Il y a environ deux mois, le hameau de La Bérarde a été sévèrement touché par des inondations soudaines. Situé aux abords du parc national des Écrins, ce petit village a été contraint d’annuler sa saison touristique et de se lancer dans un long processus de reconstruction.

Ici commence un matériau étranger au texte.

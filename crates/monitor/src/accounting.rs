#![forbid(unsafe_code)]

use crate::error::Error;
use std::io;
use std::path::{Path, PathBuf};
use tracing::trace;

/// Memory accounting provider for a cgroup-confined process.
pub trait Accounting: Send + Sync {
    /// Current memory limit and usage in bytes for the process's cgroup.
    /// A limit of zero means the cgroup is unbounded.
    fn limit_and_usage(&self, pid: i32) -> Result<(u64, u64), Error>;

    /// Formatted NUMA statistics for the process's cgroup. The text is
    /// passed through verbatim for operator inspection, never parsed.
    fn numa_stat(&self, pid: i32) -> Result<String, Error>;
}

/// cgroup v1 reports "no limit" as the page-rounded maximum of a signed
/// 64-bit counter rather than a sentinel string.
const V1_UNLIMITED: u64 = i64::MAX as u64 & !4095;

/// Accounting backed by the cgroup filesystem, v2 unified hierarchy with a
/// v1 memory-controller fallback.
#[derive(Debug, Clone)]
pub struct CgroupAccounting {
    cgroup_root: PathBuf,
    proc_root: PathBuf,
}

impl Default for CgroupAccounting {
    fn default() -> Self {
        Self {
            cgroup_root: PathBuf::from("/sys/fs/cgroup"),
            proc_root: PathBuf::from("/proc"),
        }
    }
}

impl CgroupAccounting {
    /// Accounting rooted at the given cgroup and proc mount points. Mostly
    /// useful for pointing the provider at a fixture tree in tests.
    pub fn with_roots(cgroup_root: impl Into<PathBuf>, proc_root: impl Into<PathBuf>) -> Self {
        Self {
            cgroup_root: cgroup_root.into(),
            proc_root: proc_root.into(),
        }
    }

    /// Directory holding the memory accounting files for the cgroup `pid`
    /// belongs to. The v1 memory controller mount is authoritative when
    /// present (hybrid hosts); otherwise the unified v2 hierarchy is used.
    fn memory_dir(&self, pid: i32) -> Result<PathBuf, Error> {
        let path = self.proc_root.join(pid.to_string()).join("cgroup");
        let text =
            std::fs::read_to_string(&path).map_err(|source| Error::accounting(pid, source))?;

        let mut unified = None;
        let mut v1_memory = None;
        for line in text.lines() {
            let mut fields = line.splitn(3, ':');
            let (Some(_), Some(controllers), Some(pathname)) =
                (fields.next(), fields.next(), fields.next())
            else {
                continue;
            };
            if controllers.is_empty() {
                unified = Some(pathname);
            } else if controllers.split(',').any(|c| c == "memory") {
                v1_memory = Some(pathname);
            }
        }

        if let Some(pathname) = v1_memory {
            return Ok(self
                .cgroup_root
                .join("memory")
                .join(pathname.trim_start_matches('/')));
        }
        if let Some(pathname) = unified {
            return Ok(self.cgroup_root.join(pathname.trim_start_matches('/')));
        }
        Err(Error::accounting(
            pid,
            io::Error::new(io::ErrorKind::NotFound, "no memory cgroup recorded"),
        ))
    }
}

impl Accounting for CgroupAccounting {
    fn limit_and_usage(&self, pid: i32) -> Result<(u64, u64), Error> {
        let dir = self.memory_dir(pid)?;
        let (limit, usage) = if dir.join("memory.current").is_file() {
            let limit = read_limit(&dir.join("memory.max"), pid)?;
            let usage = read_value(&dir.join("memory.current"), pid)?;
            (limit, usage)
        } else {
            let limit = read_limit(&dir.join("memory.limit_in_bytes"), pid)?;
            let usage = read_value(&dir.join("memory.usage_in_bytes"), pid)?;
            (limit, usage)
        };
        trace!(pid, limit, usage, "read cgroup accounting");
        Ok((limit, usage))
    }

    fn numa_stat(&self, pid: i32) -> Result<String, Error> {
        let dir = self.memory_dir(pid)?;
        std::fs::read_to_string(dir.join("memory.numa_stat"))
            .map_err(|source| Error::accounting(pid, source))
    }
}

fn read_value(path: &Path, pid: i32) -> Result<u64, Error> {
    let text = std::fs::read_to_string(path).map_err(|source| Error::accounting(pid, source))?;
    text.trim().parse().map_err(|err| {
        Error::accounting(
            pid,
            io::Error::new(
                io::ErrorKind::InvalidData,
                format!("{}: {err}", path.display()),
            ),
        )
    })
}

/// Like [`read_value`], but mapping both spellings of "unbounded" (the v2
/// `max` sentinel and the v1 saturated counter) to zero.
fn read_limit(path: &Path, pid: i32) -> Result<u64, Error> {
    let text = std::fs::read_to_string(path).map_err(|source| Error::accounting(pid, source))?;
    let text = text.trim();
    if text == "max" {
        return Ok(0);
    }
    let value: u64 = text.parse().map_err(|err| {
        Error::accounting(
            pid,
            io::Error::new(
                io::ErrorKind::InvalidData,
                format!("{}: {err}", path.display()),
            ),
        )
    })?;
    Ok(if value >= V1_UNLIMITED { 0 } else { value })
}

#[cfg(test)]
mod tests {
    use super::*;
    use std::fs;
    use tempfile::tempdir;

    const PID: i32 = 4242;

    fn write_proc_cgroup(proc_root: &Path, contents: &str) {
        let dir = proc_root.join(PID.to_string());
        fs::create_dir_all(&dir).unwrap();
        fs::write(dir.join("cgroup"), contents).unwrap();
    }

    #[test]
    fn v2_limit_and_usage() {
        let root = tempdir().unwrap();
        let (cgroup_root, proc_root) = (root.path().join("cgroup"), root.path().join("proc"));
        write_proc_cgroup(&proc_root, "0::/workload.slice\n");

        let dir = cgroup_root.join("workload.slice");
        fs::create_dir_all(&dir).unwrap();
        fs::write(dir.join("memory.max"), "1000\n").unwrap();
        fs::write(dir.join("memory.current"), "500\n").unwrap();

        let accounting = CgroupAccounting::with_roots(cgroup_root, proc_root);
        assert_eq!(accounting.limit_and_usage(PID).unwrap(), (1000, 500));
    }

    #[test]
    fn v2_max_sentinel_means_no_limit() {
        let root = tempdir().unwrap();
        let (cgroup_root, proc_root) = (root.path().join("cgroup"), root.path().join("proc"));
        write_proc_cgroup(&proc_root, "0::/workload.slice\n");

        let dir = cgroup_root.join("workload.slice");
        fs::create_dir_all(&dir).unwrap();
        fs::write(dir.join("memory.max"), "max\n").unwrap();
        fs::write(dir.join("memory.current"), "123456\n").unwrap();

        let accounting = CgroupAccounting::with_roots(cgroup_root, proc_root);
        assert_eq!(accounting.limit_and_usage(PID).unwrap(), (0, 123456));
    }

    #[test]
    fn v1_memory_controller_is_preferred() {
        let root = tempdir().unwrap();
        let (cgroup_root, proc_root) = (root.path().join("cgroup"), root.path().join("proc"));
        write_proc_cgroup(&proc_root, "0::/ignored\n4:memory:/workload\n");

        let dir = cgroup_root.join("memory").join("workload");
        fs::create_dir_all(&dir).unwrap();
        fs::write(dir.join("memory.limit_in_bytes"), "2048\n").unwrap();
        fs::write(dir.join("memory.usage_in_bytes"), "1024\n").unwrap();

        let accounting = CgroupAccounting::with_roots(cgroup_root, proc_root);
        assert_eq!(accounting.limit_and_usage(PID).unwrap(), (2048, 1024));
    }

    #[test]
    fn v1_saturated_counter_means_no_limit() {
        let root = tempdir().unwrap();
        let (cgroup_root, proc_root) = (root.path().join("cgroup"), root.path().join("proc"));
        write_proc_cgroup(&proc_root, "4:memory:/workload\n");

        let dir = cgroup_root.join("memory").join("workload");
        fs::create_dir_all(&dir).unwrap();
        fs::write(dir.join("memory.limit_in_bytes"), "9223372036854771712\n").unwrap();
        fs::write(dir.join("memory.usage_in_bytes"), "77\n").unwrap();

        let accounting = CgroupAccounting::with_roots(cgroup_root, proc_root);
        assert_eq!(accounting.limit_and_usage(PID).unwrap(), (0, 77));
    }

    #[test]
    fn numa_stat_is_passed_through_verbatim() {
        let root = tempdir().unwrap();
        let (cgroup_root, proc_root) = (root.path().join("cgroup"), root.path().join("proc"));
        write_proc_cgroup(&proc_root, "0::/workload.slice\n");

        let dir = cgroup_root.join("workload.slice");
        fs::create_dir_all(&dir).unwrap();
        let stat = "anon N0=4096 N1=0\nfile N0=8192 N1=4096\n";
        fs::write(dir.join("memory.numa_stat"), stat).unwrap();

        let accounting = CgroupAccounting::with_roots(cgroup_root, proc_root);
        assert_eq!(accounting.numa_stat(PID).unwrap(), stat);
    }

    #[test]
    fn missing_cgroup_record_is_an_accounting_error() {
        let root = tempdir().unwrap();
        let accounting =
            CgroupAccounting::with_roots(root.path().join("cgroup"), root.path().join("proc"));
        assert!(matches!(
            accounting.limit_and_usage(PID),
            Err(Error::Accounting { pid: PID, .. })
        ));
    }

    #[test]
    fn missing_accounting_files_are_an_accounting_error() {
        let root = tempdir().unwrap();
        let (cgroup_root, proc_root) = (root.path().join("cgroup"), root.path().join("proc"));
        write_proc_cgroup(&proc_root, "0::/gone.slice\n");

        let accounting = CgroupAccounting::with_roots(cgroup_root, proc_root);
        assert!(matches!(
            accounting.limit_and_usage(PID),
            Err(Error::Accounting { pid: PID, .. })
        ));
    }
}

La Mecque de l’alpinisme touchée par les intempéries

Le hameau de La Bérarde, surnommé « La Mecque de l’alpinisme », situé à Saint-Christophe-en-Oisans en Isère, a été fortement impacté par des pluies diluviennes. En effet, dans la nuit du 20 au 21 juin, le hameau a été enseveli sous 14 mètres de boue et de rocs après que le torrent soit sorti de son lit. Heureusement, aucune victime n’est à déplorer mais une centaine de personnes ont dû être évacuées. Ces intempéries ont provoqué l’arrêt brutal de la saison touristique.

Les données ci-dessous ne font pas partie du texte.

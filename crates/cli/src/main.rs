mod cli;

use clap::Parser;
use cli::Cli;
use config::Config;
use monitor::{CgroupAccounting, ControlEvent, ProcfsEnumerator, SentryEngine, Services, SystemClock};
use std::path::PathBuf;
use std::sync::Arc;
use std::time::Duration;
use tokio::signal::unix::{SignalKind, signal};
use tokio::sync::mpsc;
use tokio_util::sync::CancellationToken;
use tracing::{debug, info};
use tracing_subscriber::{EnvFilter, layer::SubscriberExt, util::SubscriberInitExt};

#[tokio::main]
async fn main() -> anyhow::Result<()> {
    let cli = Cli::parse();

    // NOTE: The verbosity flag takes precedence over the environment
    // variable for log control. `OOM_SENTRY_LOG=warn oom-sentry -vvv` still
    // logs at the trace level; the environment variable can only set the
    // level per crate, not override the flag.
    let env_filter = EnvFilter::builder()
        .with_env_var("OOM_SENTRY_LOG")
        .from_env()?
        .add_directive(cli.verbosity.log_level_filter().as_str().parse()?);

    let layer = tracing_subscriber::fmt::layer()
        .with_level(true)
        .with_file(false)
        .with_line_number(false);

    tracing_subscriber::registry()
        .with(layer)
        .with(env_filter)
        .init();

    // load config
    let mut config = match &cli.conffile {
        Some(path) => Config::load(path)?,
        _ => {
            let default = PathBuf::from("/etc/oom-sentry/config.toml");
            if default.exists() {
                Config::load(default)?
            } else {
                Config::default()
            }
        }
    };
    if let Some(seconds) = cli.interval {
        config.poll.interval = Duration::from_secs(seconds);
    }
    debug!(?config, ?cli);

    let accounting = Arc::new(CgroupAccounting::default());
    let services = Services {
        enumerator: Box::new(ProcfsEnumerator::new(accounting)),
        clock: Box::new(SystemClock),
    };

    // Signal names and thresholds are validated here, before anything is
    // evaluated, so a bad config never fails mid-incident.
    let mut engine = SentryEngine::new(config, services)?;

    if cli.oneshot {
        let report = engine.tick()?;
        info!(?report, "oneshot cycle complete");
        return Ok(());
    }

    // install signal handlers
    let cancel = CancellationToken::new();
    let (control_tx, control_rx) = mpsc::unbounded_channel();
    {
        let cancel = cancel.clone();
        let mut sigint = signal(SignalKind::interrupt())?;
        let mut sigterm = signal(SignalKind::terminate())?;
        let mut sigusr1 = signal(SignalKind::user_defined1())?;
        tokio::spawn(async move {
            loop {
                tokio::select! {
                    _ = sigint.recv() => {
                        cancel.cancel();
                        break;
                    }
                    _ = sigterm.recv() => {
                        cancel.cancel();
                        break;
                    }
                    _ = sigusr1.recv() => {
                        if control_tx.send(ControlEvent::DumpStatus).is_err() {
                            break;
                        }
                    }
                }
            }
        });
    }

    engine.run_until(cancel, control_rx).await?;
    Ok(())
}
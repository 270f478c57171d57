#![forbid(unsafe_code)]

use crate::accounting::{Accounting, CgroupAccounting};
use crate::error::Error;
use crate::process::{OsProcess, Process};
use std::sync::Arc;
use tracing::warn;

/// Source of candidate processes for the engine to evaluate.
pub trait Enumerator: Send + Sync {
    /// All other live processes on the host, excluding the caller's own.
    /// A table with nothing else in it is an error, not an empty success.
    fn others(&self) -> Result<Vec<Box<dyn Process>>, Error>;
}

/// Enumerator over the real host process table via procfs.
pub struct ProcfsEnumerator {
    accounting: Arc<dyn Accounting>,
}

impl ProcfsEnumerator {
    pub fn new(accounting: Arc<dyn Accounting>) -> Self {
        Self { accounting }
    }

    fn from_pids(
        &self,
        pids: impl IntoIterator<Item = i32>,
        own: i32,
    ) -> Result<Vec<Box<dyn Process>>, Error> {
        let processes: Vec<Box<dyn Process>> = pids
            .into_iter()
            .filter(|pid| *pid != own)
            .map(|pid| {
                Box::new(OsProcess::new(pid, Arc::clone(&self.accounting))) as Box<dyn Process>
            })
            .collect();
        if processes.is_empty() {
            return Err(Error::NoOtherProcess);
        }
        Ok(processes)
    }
}

impl Default for ProcfsEnumerator {
    fn default() -> Self {
        Self::new(Arc::new(CgroupAccounting::default()))
    }
}

impl Enumerator for ProcfsEnumerator {
    fn others(&self) -> Result<Vec<Box<dyn Process>>, Error> {
        let mut pids = Vec::new();
        for entry in procfs::process::all_processes()? {
            match entry {
                Ok(process) => pids.push(process.pid),
                Err(err) => {
                    // Processes exit between readdir and stat; skip them.
                    warn!(?err, "failed to read process entry");
                }
            }
        }
        self.from_pids(pids, std::process::id() as i32)
    }
}
#![forbid(unsafe_code)]

use crate::error::Error;
use crate::process::Process;
use tracing::{error, warn};

/// Log a warning-severity memory report for the process, then its NUMA
/// placement. The threshold comparison is the caller's job; once invoked
/// this always performs one accounting read, one report line, one NUMA
/// read and one NUMA log.
///
/// A failed accounting read returns before the NUMA fetch; the wording of
/// the report line is load-bearing for operator tooling that greps logs.
pub fn report_warning(proc: &dyn Process) -> Result<(), Error> {
    let percent = proc.memory_usage_percent()?;
    warn!(
        "Warning memory usage on pid {}'s cgroup: {}%",
        proc.pid(),
        percent
    );
    report_numa(proc)
}

/// Critical-severity counterpart of [`report_warning`].
pub fn report_critical(proc: &dyn Process) -> Result<(), Error> {
    let percent = proc.memory_usage_percent()?;
    error!(
        "Critical memory usage on pid {}'s cgroup: {}%",
        proc.pid(),
        percent
    );
    report_numa(proc)
}

fn report_numa(proc: &dyn Process) -> Result<(), Error> {
    let stat = proc.numa_stat()?;
    warn!("numa:\n{stat}");
    Ok(())
}
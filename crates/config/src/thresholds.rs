#![forbid(unsafe_code)]

use crate::error::Error;
use serde::{Deserialize, Serialize};

#[derive(Debug, Clone, Copy, Serialize, Deserialize, PartialEq, Eq)]
#[serde(default)]
pub struct Thresholds {
    /// Percentage of the cgroup memory limit at which a process is sent the
    /// warning signal and its NUMA placement is logged. Processes whose
    /// cgroup has no memory limit configured never cross any threshold.
    pub warning: u64,

    /// Percentage of the cgroup memory limit at which the critical signal is
    /// sent. Must be strictly above the warning threshold; a process at or
    /// above this level gets the critical escalation only, not both.
    pub critical: u64,
}

impl Default for Thresholds {
    fn default() -> Self {
        Self {
            warning: 80,
            critical: 95,
        }
    }
}

impl Thresholds {
    /// Cross-field constraints serde defaults cannot express.
    pub fn validate(&self) -> Result<(), Error> {
        for percent in [self.warning, self.critical] {
            if !(1..=100).contains(&percent) {
                return Err(Error::ThresholdRange(percent));
            }
        }
        if self.warning >= self.critical {
            return Err(Error::ThresholdOrder {
                warning: self.warning,
                critical: self.critical,
            });
        }
        Ok(())
    }
}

Deux mois après ce sinistre, le hameau perché à 1 700 mètres d’altitude est désert. Bénédicte Schuller, gardienne de refuge, constate que son établissement est fermé jusqu’à nouvel ordre. Elle déplore : « Le refuge du chalet alpin est fermé : il a pris l’eau donc de toute façon, il est inutilisable. Finie l’activité ! » Pour le maire de la commune de Saint-Christophe-en-Oisans, Jean-Louis Arthaud, la priorité est d’éviter une deuxième vague de catastrophes. Il explique : « Aujourd’hui, les travaux sont encore des travaux de sécurisation. On essaye de donner un lit au torrent des Étançons pour ne pas qu’il divague, c’est-à-dire qu’il sorte de son lit, à nouveau dans le village, puisqu’on se méfie d’une montée des eaux par rapport à un orage ou autre. »

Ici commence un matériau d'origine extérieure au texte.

#![forbid(unsafe_code)]

use crate::error::Error;
use nix::sys::signal::Signal;

/// The closed set of signal names accepted from configuration, mapped to
/// their OS values. Lookup is exact match, case sensitive.
///
/// `SIGIOT` is the historical POSIX alias of `SIGABRT` and resolves to the
/// same value on Linux.
const CATALOG: [(&str, Signal); 12] = [
    ("SIGABRT", Signal::SIGABRT),
    ("SIGCONT", Signal::SIGCONT),
    ("SIGHUP", Signal::SIGHUP),
    ("SIGINT", Signal::SIGINT),
    ("SIGIOT", Signal::SIGABRT),
    ("SIGKILL", Signal::SIGKILL),
    ("SIGQUIT", Signal::SIGQUIT),
    ("SIGSTOP", Signal::SIGSTOP),
    ("SIGTERM", Signal::SIGTERM),
    ("SIGTSTP", Signal::SIGTSTP),
    ("SIGUSR1", Signal::SIGUSR1),
    ("SIGUSR2", Signal::SIGUSR2),
];

/// Resolve a configured signal name against the catalog.
pub fn resolve(name: &str) -> Result<Signal, Error> {
    CATALOG
        .iter()
        .find(|(catalog_name, _)| *catalog_name == name)
        .map(|(_, signal)| *signal)
        .ok_or_else(|| Error::UnknownSignal(name.to_string()))
}

/// The pair of signals delivered on threshold crossings, resolved from
/// configuration once at startup. Defaults to `SIGUSR1`/`SIGUSR2`.
#[derive(Debug, Clone, Copy, PartialEq, Eq)]
pub struct EscalationSignals {
    pub warning: Signal,
    pub critical: Signal,
}

impl Default for EscalationSignals {
    fn default() -> Self {
        Self {
            warning: Signal::SIGUSR1,
            critical: Signal::SIGUSR2,
        }
    }
}

impl EscalationSignals {
    /// Resolve the configured names before the first polling cycle, so a
    /// bad name fails at startup rather than mid-incident.
    pub fn from_config(signals: &config::Signals) -> Result<Self, Error> {
        Ok(Self {
            warning: resolve(&signals.warning)?,
            critical: resolve(&signals.critical)?,
        })
    }
}
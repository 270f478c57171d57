#[derive(Debug, thiserror::Error)]
pub enum Error {
    #[error("Threshold out of range: {0}% (must be within 1-100)")]
    ThresholdRange(u64),

    #[error("Warning threshold {warning}% must be below critical threshold {critical}%")]
    ThresholdOrder { warning: u64, critical: u64 },

    #[error("Failed to serialize TOML: {0}")]
    SerializeTOML(#[from] toml_edit::ser::Error),

    #[error("Failed to parse TOML: {0}")]
    DeserializeTOML(#[from] toml_edit::de::Error),

    #[error("Failed to read file: {0}")]
    Io(#[from] std::io::Error),
}
#![forbid(unsafe_code)]

pub mod accounting;
pub mod clock;
pub mod cmdline;
pub mod engine;
pub mod enumerate;
pub mod error;
pub mod escalation;
pub mod process;
pub mod signals;

pub use accounting::{Accounting, CgroupAccounting};
pub use clock::{Clock, SystemClock};
pub use cmdline::cmd_line;
pub use engine::{ControlEvent, SentryEngine, Services, TickReport};
pub use enumerate::{Enumerator, ProcfsEnumerator};
pub use error::Error;
pub use escalation::{report_critical, report_warning};
pub use process::{OsProcess, Process, usage_percent};
pub use signals::{EscalationSignals, resolve};
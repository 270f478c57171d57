#![forbid(unsafe_code)]

use async_trait::async_trait;
use std::time::{Duration, Instant};

/// Time source for the polling loop. A seam so tests can run cycles
/// without waiting out real intervals.
#[async_trait]
pub trait Clock: Send + Sync {
    fn now(&self) -> Instant;
    async fn sleep(&self, duration: Duration);
}

#[derive(Debug, Default, Clone, Copy)]
pub struct SystemClock;

#[async_trait]
impl Clock for SystemClock {
    fn now(&self) -> Instant {
        Instant::now()
    }

    async fn sleep(&self, duration: Duration) {
        tokio::time::sleep(duration).await;
    }
}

Encore au moins trois mois de travaux

La départementale 530, dont plusieurs tronçons ont été détruits, est toujours fermée. Il y a encore au moins trois mois de travaux à prévoir. Les habitants évacués peuvent tout de même accéder à leur village, mais l’avenir de La Bérarde est incertain en raison des questions posées par les travaux de reconstruction. Le maire, Jean-Louis Arthaud, explique : « Notre volonté, c’est déjà de reconstruire, mais en sachant qu’il y a des zones qui seront hors constructions puisque la physionomie du lieu a été considérablement modifiée. »

« Ce serait un peu utopique de penser à reconstruire au milieu d’un torrent, ça c’est clairement impossible. »

Jean-Louis Arthaud, maire de Saint-Christophe-en-Oisans

à franceinfo

Il est crucial de reconstruire La Bérarde, ce hameau prisé des alpinistes et des randonneurs, car il constitue une entrée majeure du parc national des Écrins. Cependant, selon Arnaud Murgia, président du parc, les conséquences de cette catastrophe sur le tourisme sont réelles : « On a eu des reports de fréquentation sur d’autres endroits, à la Grave, en Vallouise. Ce n’est d’ailleurs pas forcément une excellente nouvelle puisque vous savez qu’au parc national des Écrins, on est aussi très attentifs aux questions de surfréquentation. Et ce n’est pas forcément une bonne chose d’envoyer l’ensemble de nos visiteurs sur les mêmes sentiers, sur les mêmes endroits. »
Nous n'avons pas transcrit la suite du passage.